Stored items:
>>
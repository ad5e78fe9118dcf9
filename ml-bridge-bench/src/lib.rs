//! Benchmarks for bridged ML data pipelines
//!
//! Everything here runs on a synthetic MNIST-like dataset: positional
//! `(image, label)` samples with `u8` images of shape `[1, H, W]`.

use std::sync::Arc;
use std::time::{Duration, Instant};

use anyhow::{ensure, Context, Result};
use ndarray::{ArrayD, IxDyn};
use rand::rngs::StdRng;
use rand::{Rng, SeedableRng};

use ml_bridge_core::{FieldValue, Sample};
use ml_bridge_loader::{DataLoader, Dataset, FnDataset, LoaderConfig};
use ml_bridge_transforms::{
    ArrayToTensor, CollationStrategy, NormalizeArray, Pipeline, SequenceToMapping,
};

/// Benchmark configuration
#[derive(Debug, Clone)]
pub struct BenchConfig {
    /// Measured epochs
    pub iterations: usize,

    /// Unmeasured epochs run first
    pub warmup_iterations: usize,

    /// Samples in the synthetic dataset
    pub samples: usize,

    /// Samples per batch
    pub batch_size: usize,

    /// Image height and width
    pub image_size: usize,

    /// Worker threads for the sample pipeline
    pub workers: usize,
}

impl Default for BenchConfig {
    fn default() -> Self {
        Self {
            iterations: 5,
            warmup_iterations: 1,
            samples: 2048,
            batch_size: 64,
            image_size: 28,
            workers: 4,
        }
    }
}

/// Benchmark result
#[derive(Debug, Clone)]
pub struct BenchResult {
    /// Name of the benchmark
    pub name: String,

    /// Total time taken
    pub total_time: Duration,

    /// Average time per epoch
    pub avg_time: Duration,

    /// Fastest epoch
    pub min_time: Duration,

    /// Slowest epoch
    pub max_time: Duration,

    /// Bytes held by the largest batch
    pub batch_bytes: usize,

    /// Samples per second
    pub throughput: f64,
}

/// Synthetic dataset of `(image, label)` samples, deterministic per index
pub fn synthetic_mnist(samples: usize, image_size: usize) -> Arc<dyn Dataset> {
    Arc::new(FnDataset::new(samples, move |index| {
        let mut rng = StdRng::seed_from_u64(index as u64);
        let pixels: Vec<u8> = (0..image_size * image_size).map(|_| rng.gen()).collect();
        let image = ArrayD::from_shape_vec(IxDyn(&[1, image_size, image_size]), pixels)
            .map_err(|e| ml_bridge_core::Error::InvalidArgument(e.to_string()))?;
        Ok(Sample::Sequence(vec![
            image.into(),
            FieldValue::Int((index % 10) as i64),
        ]))
    }))
}

/// Loader over the synthetic dataset
///
/// Array collation normalizes whole batches and converts them to tensors
/// afterwards; tensor collation does both per sample before collating.
pub fn mnist_loader(config: &BenchConfig, strategy: CollationStrategy) -> Result<DataLoader> {
    let loader_config = LoaderConfig {
        batch_size: config.batch_size,
        workers: config.workers,
        collation: strategy,
        ..LoaderConfig::default()
    };

    let naming = SequenceToMapping::new(["data", "label"])?;
    let normalize = NormalizeArray::scale("data", 255.0);
    let to_tensor = ArrayToTensor::new().with_float_width(loader_config.float_width);

    let (sample_pipeline, batch_pipeline) = match strategy {
        CollationStrategy::ArrayCollate => (
            Pipeline::builder().stage(naming).build(),
            Pipeline::builder().stage(normalize).stage(to_tensor).build(),
        ),
        CollationStrategy::TensorCollate => (
            Pipeline::builder()
                .stage(naming)
                .stage(normalize)
                .stage(to_tensor)
                .build(),
            Pipeline::new(),
        ),
    };

    DataLoader::new(
        synthetic_mnist(config.samples, config.image_size),
        sample_pipeline,
        batch_pipeline,
        loader_config,
    )
    .context("building loader")
}

/// Run `epoch` repeatedly and time it
pub fn run_benchmark<F>(name: &str, config: &BenchConfig, mut epoch: F) -> Result<BenchResult>
where
    F: FnMut() -> Result<usize>,
{
    ensure!(config.iterations > 0, "at least one measured iteration is required");

    for _ in 0..config.warmup_iterations {
        epoch()?;
    }

    let mut times = Vec::with_capacity(config.iterations);
    let mut batch_bytes = 0;
    let start_total = Instant::now();
    for _ in 0..config.iterations {
        let start = Instant::now();
        batch_bytes = batch_bytes.max(epoch()?);
        times.push(start.elapsed());
    }
    let total_time = start_total.elapsed();

    let avg_time = times.iter().sum::<Duration>() / u32::try_from(times.len())?;
    let min_time = times.iter().min().copied().unwrap_or_default();
    let max_time = times.iter().max().copied().unwrap_or_default();
    let total_samples = config.iterations * config.samples;

    Ok(BenchResult {
        name: name.to_string(),
        total_time,
        avg_time,
        min_time,
        max_time,
        batch_bytes,
        throughput: total_samples as f64 / total_time.as_secs_f64(),
    })
}

/// Time full epochs of the synthetic loader under `strategy`
pub fn bench_loader(config: &BenchConfig, strategy: CollationStrategy) -> Result<BenchResult> {
    let loader = mnist_loader(config, strategy)?;
    run_benchmark(&format!("{strategy:?}"), config, || {
        let mut largest = 0;
        for batch in loader.batches() {
            largest = largest.max(batch?.memory_usage());
        }
        Ok(largest)
    })
}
<<
Could you output each line above exactly as it was given?

repository ad5e78fe9118dcf9
filename ml-bridge-bench/src/lib.rs
//! Benchmarks for bridged ML data pipelines
//!
//! Everything here runs on a synthetic MNIST-like dataset: positional
//! `(image, label)` samples with `u8` images of shape `[1, H, W]`.

use std::sync::Arc;
use std::time::{Duration, Instant};

use anyhow::{ensure, Context, Result};
use ndarray::{ArrayD, IxDyn};
use rand::rngs::StdRng;
use rand::{Rng, SeedableRng};

use ml_bridge_core::{FieldValue, Sample};
use ml_bridge_loader::{DataLoader, Dataset, FnDataset, LoaderConfig};
use ml_bridge_transforms::{
    ArrayToTensor, CollationStrategy, NormalizeArray, Pipeline, SequenceToMapping,
};

/// Benchmark configuration
#[derive(Debug, Clone)]
pub struct BenchConfig {
    /// Measured epochs
    pub iterations: usize,

    /// Unmeasured epochs run first
    pub warmup_iterations: usize,

    /// Samples in the synthetic dataset
    pub samples: usize,

    /// Samples per batch
    pub batch_size: usize,

    /// Image height and width
    pub image_size: usize,

    /// Worker threads for the sample pipeline
    pub workers: usize,
}

impl Default for BenchConfig {
    fn default() -> Self {
        Self {
            iterations: 5,
            warmup_iterations: 1,
            samples: 2048,
            batch_size: 64,
            image_size: 28,
            workers: 4,
        }
    }
}

/// Benchmark result
#[derive(Debug, Clone)]
pub struct BenchResult {
    /// Name of the benchmark
    pub name: String,

    /// Total time taken
    pub total_time: Duration,

    /// Average time per epoch
    pub avg_time: Duration,

    /// Fastest epoch
    pub min_time: Duration,

    /// Slowest epoch
    pub max_time: Duration,

    /// Bytes held by the largest batch
    pub batch_bytes: usize,

    /// Samples per second
    pub throughput: f64,
}

/// Synthetic dataset of `(image, label)` samples, deterministic per index
pub fn synthetic_mnist(samples: usize, image_size: usize) -> Arc<dyn Dataset> {
    Arc::new(FnDataset::new(samples, move |index| {
        let mut rng = StdRng::seed_from_u64(index as u64);
        let pixels: Vec<u8> = (0..image_size * image_size).map(|_| rng.gen()).collect();
        let image = ArrayD::from_shape_vec(IxDyn(&[1, image_size, image_size]), pixels)
            .map_err(|e| ml_bridge_core::Error::InvalidArgument(e.to_string()))?;
        Ok(Sample::Sequence(vec![
            image.into(),
            FieldValue::Int((index % 10) as i64),
        ]))
    }))
}

/// Loader over the synthetic dataset
///
/// Array collation normalizes whole batches and converts them to tensors
/// afterwards; tensor collation does both per sample before collating.
pub fn mnist_loader(config: &BenchConfig, strategy: CollationStrategy) -> Result<DataLoader> {
    let loader_config = LoaderConfig {
        batch_size: config.batch_size,
        workers: config.workers,
        collation: strategy,
        ..LoaderConfig::default()
    };

    let naming = SequenceToMapping::new(["data", "label"])?;
    let normalize = NormalizeArray::scale("data", 255.0);
    let to_tensor = ArrayToTensor::new().with_float_width(loader_config.float_width);

    let (sample_pipeline, batch_pipeline) = match strategy {
        CollationStrategy::ArrayCollate => (
            Pipeline::builder().stage(naming).build(),
            Pipeline::builder().stage(normalize).stage(to_tensor).build(),
        ),
        CollationStrategy::TensorCollate => (
            Pipeline::builder()
                .stage(naming)
                .stage(normalize)
                .stage(to_tensor)
                .build(),
            Pipeline::new(),
        ),
    };

    DataLoader::new(
        synthetic_mnist(config.samples, config.image_size),
        sample_pipeline,
        batch_pipeline,
        loader_config,
    )
    .context("building loader")
}

/// Run `epoch` repeatedly and time it
pub fn run_benchmark<F>(name: &str, config: &BenchConfig, mut epoch: F) -> Result<BenchResult>
where
    F: FnMut() -> Result<usize>,
{
    ensure!(config.iterations > 0, "at least one measured iteration is required");

    for _ in 0..config.warmup_iterations {
        epoch()?;
    }

    let mut times = Vec::with_capacity(config.iterations);
    let mut batch_bytes = 0;
    let start_total = Instant::now();
    for _ in 0..config.iterations {
        let start = Instant::now();
        batch_bytes = batch_bytes.max(epoch()?);
        times.push(start.elapsed());
    }
    let total_time = start_total.elapsed();

    let avg_time = times.iter().sum::<Duration>() / u32::try_from(times.len())?;
    let min_time = times.iter().min().copied().unwrap_or_default();
    let max_time = times.iter().max().copied().unwrap_or_default();
    let total_samples = config.iterations * config.samples;

    Ok(BenchResult {
        name: name.to_string(),
        total_time,
        avg_time,
        min_time,
        max_time,
        batch_bytes,
        throughput: total_samples as f64 / total_time.as_secs_f64(),
    })
}

/// Time full epochs of the synthetic loader under `strategy`
pub fn bench_loader(config: &BenchConfig, strategy: CollationStrategy) -> Result<BenchResult> {
    let loader = mnist_loader(config, strategy)?;
    run_benchmark(&format!("{strategy:?}"), config, || {
        let mut largest = 0;
        for batch in loader.batches() {
            largest = largest.max(batch?.memory_usage());
        }
        Ok(largest)
    })
}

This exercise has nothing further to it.